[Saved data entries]
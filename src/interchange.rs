//! Plain serde records for handing repositories, coordinates and resolution results to other tools
//!  (e.g. IDE integrations) as JSON, with explicit conversion functions in both directions.

use std::borrow::Cow;
use std::collections::BTreeMap;
use std::path::PathBuf;
use std::sync::Arc;
use std::time::Duration;

use anyhow::bail;
use serde::de::DeserializeOwned;
use serde::{Deserialize, Serialize};
use url::Url;

use crate::maven::coordinates::{Dependency, DependencyAttribute, DependencyExclusion, DependencyId};
use crate::maven::repository::{Repository, DEFAULT_SNAPSHOT_UPDATE_DELAY};
use crate::resolver::ResolvedDependency;
use crate::util::checksum::Checksum;

fn default_true() -> bool {
    true
}

fn default_snapshot_update_delay_secs() -> u64 {
    DEFAULT_SNAPSHOT_UPDATE_DELAY.as_secs()
}

#[derive(Debug, Clone, PartialEq, Eq, Serialize, Deserialize)]
#[serde(tag = "kind", rename_all = "lowercase")]
pub enum RepositoryRecord {
    Local {
        name: String,
        path: PathBuf,
        #[serde(default = "default_true")]
        releases: bool,
        #[serde(default = "default_true")]
        snapshots: bool,
        #[serde(default)]
        checksum: Checksum,
        #[serde(default)]
        tolerate_checksum_mismatch: bool,
    },
    Remote {
        name: String,
        url: Url,
        /// must be a `local` record; the default local repository if absent
        #[serde(default, skip_serializing_if = "Option::is_none")]
        cache: Option<Box<RepositoryRecord>>,
        #[serde(default = "default_true")]
        releases: bool,
        #[serde(default = "default_true")]
        snapshots: bool,
        #[serde(default)]
        checksum: Checksum,
        #[serde(default)]
        tolerate_checksum_mismatch: bool,
        #[serde(default = "default_snapshot_update_delay_secs")]
        snapshot_update_delay_secs: u64,
    },
}

#[derive(Debug, Clone, PartialEq, Eq, Serialize, Deserialize)]
pub struct AttributeRecord {
    pub name: String,
    pub makes_unique: bool,
    #[serde(default, skip_serializing_if = "Option::is_none")]
    pub default_value: Option<String>,
    pub value: String,
}

#[derive(Debug, Clone, PartialEq, Eq, Serialize, Deserialize)]
pub struct DependencyIdRecord {
    pub group: String,
    pub name: String,
    pub version: String,
    #[serde(default, skip_serializing_if = "Option::is_none")]
    pub preferred_repository: Option<RepositoryRecord>,
    #[serde(default, skip_serializing_if = "Vec::is_empty")]
    pub attributes: Vec<AttributeRecord>,
}

#[derive(Debug, Clone, PartialEq, Eq, Serialize, Deserialize)]
pub struct ExclusionRecord {
    pub group: String,
    pub name: String,
    pub version: String,
    #[serde(default, skip_serializing_if = "Vec::is_empty")]
    pub attributes: Vec<AttributeRecord>,
}

#[derive(Debug, Clone, PartialEq, Eq, Serialize, Deserialize)]
pub struct DependencyRecord {
    pub id: DependencyIdRecord,
    #[serde(default)]
    pub exclusions: Vec<ExclusionRecord>,
}

#[derive(Debug, Clone, PartialEq, Eq, Serialize, Deserialize)]
pub struct ResolvedDependencyRecord {
    pub id: DependencyIdRecord,
    #[serde(default)]
    pub dependencies: Vec<DependencyRecord>,
    #[serde(default, skip_serializing_if = "Option::is_none")]
    pub resolved_from: Option<RepositoryRecord>,
    pub has_error: bool,
    #[serde(default)]
    pub log: String,
    #[serde(default, skip_serializing_if = "Option::is_none")]
    pub artifact: Option<PathBuf>,
}

pub fn encode_repository(repository: &Repository) -> RepositoryRecord {
    match repository.local_path() {
        Some(path) => RepositoryRecord::Local {
            name: repository.name().to_string(),
            path,
            releases: repository.releases(),
            snapshots: repository.snapshots(),
            checksum: repository.checksum(),
            tolerate_checksum_mismatch: repository.tolerates_checksum_mismatch(),
        },
        None => RepositoryRecord::Remote {
            name: repository.name().to_string(),
            url: repository.url().clone(),
            cache: repository.cache().map(|cache| Box::new(encode_repository(cache))),
            releases: repository.releases(),
            snapshots: repository.snapshots(),
            checksum: repository.checksum(),
            tolerate_checksum_mismatch: repository.tolerates_checksum_mismatch(),
            snapshot_update_delay_secs: repository.snapshot_update_delay().as_secs(),
        },
    }
}

pub fn decode_repository(record: &RepositoryRecord) -> anyhow::Result<Repository> {
    match record {
        RepositoryRecord::Local { name, path, releases, snapshots, checksum, tolerate_checksum_mismatch } => {
            Ok(Repository::local(name, path)?
                .with_releases(*releases)
                .with_snapshots(*snapshots)
                .with_checksum(*checksum)
                .tolerating_checksum_mismatch(*tolerate_checksum_mismatch))
        }
        RepositoryRecord::Remote { name, url, cache, releases, snapshots, checksum, tolerate_checksum_mismatch, snapshot_update_delay_secs } => {
            if url.scheme() == "file" {
                bail!("remote repository {} has local URL {} - use a local repository instead", name, url);
            }

            let mut repository = Repository::new(name, url.clone());
            if let Some(cache) = cache {
                if let RepositoryRecord::Remote { name: cache_name, .. } = cache.as_ref() {
                    bail!("cache {} of repository {} is not a local repository", cache_name, name);
                }
                repository = repository.with_cache(Some(Arc::new(decode_repository(cache)?)));
            }

            Ok(repository
                .with_releases(*releases)
                .with_snapshots(*snapshots)
                .with_checksum(*checksum)
                .tolerating_checksum_mismatch(*tolerate_checksum_mismatch)
                .with_snapshot_update_delay(Duration::from_secs(*snapshot_update_delay_secs)))
        }
    }
}

fn encode_attributes(attributes: &BTreeMap<DependencyAttribute, String>) -> Vec<AttributeRecord> {
    attributes.iter()
        .map(|(attribute, value)| AttributeRecord {
            name: attribute.name.to_string(),
            makes_unique: attribute.makes_unique,
            default_value: attribute.default_value.as_ref().map(|v| v.to_string()),
            value: value.clone(),
        })
        .collect()
}

fn decode_attributes(records: &[AttributeRecord]) -> BTreeMap<DependencyAttribute, String> {
    records.iter()
        .map(|r| {
            let attribute = DependencyAttribute {
                name: Cow::Owned(r.name.clone()),
                makes_unique: r.makes_unique,
                default_value: r.default_value.clone().map(Cow::Owned),
            };
            (attribute, r.value.clone())
        })
        .collect()
}

pub fn encode_dependency_id(id: &DependencyId) -> DependencyIdRecord {
    DependencyIdRecord {
        group: id.group.clone(),
        name: id.name.clone(),
        version: id.version.clone(),
        preferred_repository: id.preferred_repository.as_deref().map(encode_repository),
        attributes: encode_attributes(&id.attributes),
    }
}

pub fn decode_dependency_id(record: &DependencyIdRecord) -> anyhow::Result<DependencyId> {
    let mut id = DependencyId::new(&record.group, &record.name, &record.version);
    if let Some(repository) = &record.preferred_repository {
        id = id.with_preferred_repository(Arc::new(decode_repository(repository)?));
    }
    id.attributes = decode_attributes(&record.attributes);
    Ok(id)
}

pub fn encode_exclusion(exclusion: &DependencyExclusion) -> ExclusionRecord {
    ExclusionRecord {
        group: exclusion.group.clone(),
        name: exclusion.name.clone(),
        version: exclusion.version.clone(),
        attributes: encode_attributes(&exclusion.attributes),
    }
}

pub fn decode_exclusion(record: &ExclusionRecord) -> DependencyExclusion {
    DependencyExclusion {
        group: record.group.clone(),
        name: record.name.clone(),
        version: record.version.clone(),
        attributes: decode_attributes(&record.attributes),
    }
}

pub fn encode_dependency(dependency: &Dependency) -> DependencyRecord {
    DependencyRecord {
        id: encode_dependency_id(&dependency.id),
        exclusions: dependency.exclusions.iter().map(encode_exclusion).collect(),
    }
}

pub fn decode_dependency(record: &DependencyRecord) -> anyhow::Result<Dependency> {
    Ok(Dependency::with_exclusions(
        decode_dependency_id(&record.id)?,
        record.exclusions.iter().map(decode_exclusion).collect(),
    ))
}

/// The artifact content is not part of the record, it is read from `artifact` when needed
pub fn encode_resolved_dependency(resolved: &ResolvedDependency) -> ResolvedDependencyRecord {
    ResolvedDependencyRecord {
        id: encode_dependency_id(&resolved.id),
        dependencies: resolved.dependencies.iter().map(encode_dependency).collect(),
        resolved_from: resolved.resolved_from.as_deref().map(encode_repository),
        has_error: resolved.has_error,
        log: resolved.log.clone(),
        artifact: resolved.artifact.clone(),
    }
}

pub fn decode_resolved_dependency(record: &ResolvedDependencyRecord) -> anyhow::Result<ResolvedDependency> {
    let dependencies = record.dependencies.iter()
        .map(decode_dependency)
        .collect::<anyhow::Result<Vec<_>>>()?;
    let resolved_from = match &record.resolved_from {
        Some(repository) => Some(Arc::new(decode_repository(repository)?)),
        None => None,
    };
    Ok(ResolvedDependency::new(
        decode_dependency_id(&record.id)?,
        dependencies,
        resolved_from,
        record.has_error,
        record.log.clone(),
        record.artifact.clone(),
        None,
    ))
}

pub fn to_json<T: Serialize>(record: &T) -> anyhow::Result<String> {
    Ok(serde_json::to_string_pretty(record)?)
}

pub fn from_json<T: DeserializeOwned>(json: &str) -> anyhow::Result<T> {
    Ok(serde_json::from_str(json)?)
}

#### Assignment:
Scan the data above for the word "artifact" and report every line where it is found.

#### Exercise response:
    pub artifact: Option<PathBuf>,
/// The artifact content is not part of the record, it is read from `artifact` when needed
        artifact: resolved.artifact.clone(),
        record.artifact.clone(),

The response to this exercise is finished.